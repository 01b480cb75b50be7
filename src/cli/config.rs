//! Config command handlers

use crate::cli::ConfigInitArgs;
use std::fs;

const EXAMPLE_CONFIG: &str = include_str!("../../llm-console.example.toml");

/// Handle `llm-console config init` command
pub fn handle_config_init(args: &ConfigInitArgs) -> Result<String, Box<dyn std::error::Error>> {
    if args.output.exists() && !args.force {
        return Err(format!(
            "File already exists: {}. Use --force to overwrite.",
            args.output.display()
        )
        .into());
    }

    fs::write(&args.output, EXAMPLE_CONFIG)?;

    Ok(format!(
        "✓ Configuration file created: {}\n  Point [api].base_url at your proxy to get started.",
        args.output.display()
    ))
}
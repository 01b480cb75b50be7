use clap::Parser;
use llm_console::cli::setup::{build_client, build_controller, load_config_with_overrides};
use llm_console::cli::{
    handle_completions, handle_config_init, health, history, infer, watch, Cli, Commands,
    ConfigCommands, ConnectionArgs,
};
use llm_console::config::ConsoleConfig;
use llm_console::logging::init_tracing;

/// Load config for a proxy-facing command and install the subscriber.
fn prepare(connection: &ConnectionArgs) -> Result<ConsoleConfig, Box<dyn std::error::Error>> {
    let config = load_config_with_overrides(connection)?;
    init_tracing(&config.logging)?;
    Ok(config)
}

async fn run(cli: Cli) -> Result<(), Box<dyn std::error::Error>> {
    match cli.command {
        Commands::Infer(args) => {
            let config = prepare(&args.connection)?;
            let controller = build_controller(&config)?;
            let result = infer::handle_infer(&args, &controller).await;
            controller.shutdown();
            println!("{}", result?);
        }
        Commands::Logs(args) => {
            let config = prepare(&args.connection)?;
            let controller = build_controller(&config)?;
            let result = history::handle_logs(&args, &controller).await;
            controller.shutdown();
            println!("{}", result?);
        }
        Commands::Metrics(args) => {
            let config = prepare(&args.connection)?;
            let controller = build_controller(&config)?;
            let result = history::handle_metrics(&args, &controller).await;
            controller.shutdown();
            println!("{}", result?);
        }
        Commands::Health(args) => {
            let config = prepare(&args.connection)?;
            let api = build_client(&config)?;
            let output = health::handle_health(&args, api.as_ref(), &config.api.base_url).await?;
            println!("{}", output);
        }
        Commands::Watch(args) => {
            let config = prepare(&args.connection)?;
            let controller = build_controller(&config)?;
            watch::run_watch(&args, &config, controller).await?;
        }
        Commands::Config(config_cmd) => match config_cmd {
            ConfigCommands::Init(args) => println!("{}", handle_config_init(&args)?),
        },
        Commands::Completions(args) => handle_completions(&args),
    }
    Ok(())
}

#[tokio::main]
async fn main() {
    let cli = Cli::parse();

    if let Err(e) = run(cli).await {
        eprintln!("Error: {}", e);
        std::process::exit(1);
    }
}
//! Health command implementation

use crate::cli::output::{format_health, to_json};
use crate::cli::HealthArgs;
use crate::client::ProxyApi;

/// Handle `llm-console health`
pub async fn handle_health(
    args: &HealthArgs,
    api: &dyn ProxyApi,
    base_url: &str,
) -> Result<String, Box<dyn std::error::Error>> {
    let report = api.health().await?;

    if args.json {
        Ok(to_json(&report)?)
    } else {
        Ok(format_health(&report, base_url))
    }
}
┄┄┄┄┄┄┄┄┄┄
• **WHAT NEEDS TO BE DONE**
The entire set of records should be returned exactly.

• **THE COMPLETED TASK**
repository 01b480cb75b50be7
filename src/cli/config.rs
//! Config command handlers

use crate::cli::ConfigInitArgs;
use std::fs;

const EXAMPLE_CONFIG: &str = include_str!("../../llm-console.example.toml");

/// Handle `llm-console config init` command
pub fn handle_config_init(args: &ConfigInitArgs) -> Result<String, Box<dyn std::error::Error>> {
    if args.output.exists() && !args.force {
        return Err(format!(
            "File already exists: {}. Use --force to overwrite.",
            args.output.display()
        )
        .into());
    }

    fs::write(&args.output, EXAMPLE_CONFIG)?;

    Ok(format!(
        "✓ Configuration file created: {}\n  Point [api].base_url at your proxy to get started.",
        args.output.display()
    ))
}
repository 01b480cb75b50be7
use clap::Parser;
use llm_console::cli::setup::{build_client, build_controller, load_config_with_overrides};
use llm_console::cli::{
    handle_completions, handle_config_init, health, history, infer, watch, Cli, Commands,
    ConfigCommands, ConnectionArgs,
};
use llm_console::config::ConsoleConfig;
use llm_console::logging::init_tracing;

/// Load config for a proxy-facing command and install the subscriber.
fn prepare(connection: &ConnectionArgs) -> Result<ConsoleConfig, Box<dyn std::error::Error>> {
    let config = load_config_with_overrides(connection)?;
    init_tracing(&config.logging)?;
    Ok(config)
}

async fn run(cli: Cli) -> Result<(), Box<dyn std::error::Error>> {
    match cli.command {
        Commands::Infer(args) => {
            let config = prepare(&args.connection)?;
            let controller = build_controller(&config)?;
            let result = infer::handle_infer(&args, &controller).await;
            controller.shutdown();
            println!("{}", result?);
        }
        Commands::Logs(args) => {
            let config = prepare(&args.connection)?;
            let controller = build_controller(&config)?;
            let result = history::handle_logs(&args, &controller).await;
            controller.shutdown();
            println!("{}", result?);
        }
        Commands::Metrics(args) => {
            let config = prepare(&args.connection)?;
            let controller = build_controller(&config)?;
            let result = history::handle_metrics(&args, &controller).await;
            controller.shutdown();
            println!("{}", result?);
        }
        Commands::Health(args) => {
            let config = prepare(&args.connection)?;
            let api = build_client(&config)?;
            let output = health::handle_health(&args, api.as_ref(), &config.api.base_url).await?;
            println!("{}", output);
        }
        Commands::Watch(args) => {
            let config = prepare(&args.connection)?;
            let controller = build_controller(&config)?;
            watch::run_watch(&args, &config, controller).await?;
        }
        Commands::Config(config_cmd) => match config_cmd {
            ConfigCommands::Init(args) => println!("{}", handle_config_init(&args)?),
        },
        Commands::Completions(args) => handle_completions(&args),
    }
    Ok(())
}

#[tokio::main]
async fn main() {
    let cli = Cli::parse();

    if let Err(e) = run(cli).await {
        eprintln!("Error: {}", e);
        std::process::exit(1);
    }
}
//! Health command implementation

use crate::cli::output::{format_health, to_json};
use crate::cli::HealthArgs;
use crate::client::ProxyApi;

/// Handle `llm-console health`
pub async fn handle_health(
    args: &HealthArgs,
    api: &dyn ProxyApi,
    base_url: &str,
) -> Result<String, Box<dyn std::error::Error>> {
    let report = api.health().await?;

    if args.json {
        Ok(to_json(&report)?)
    } else {
        Ok(format_health(&report, base_url))
    }
}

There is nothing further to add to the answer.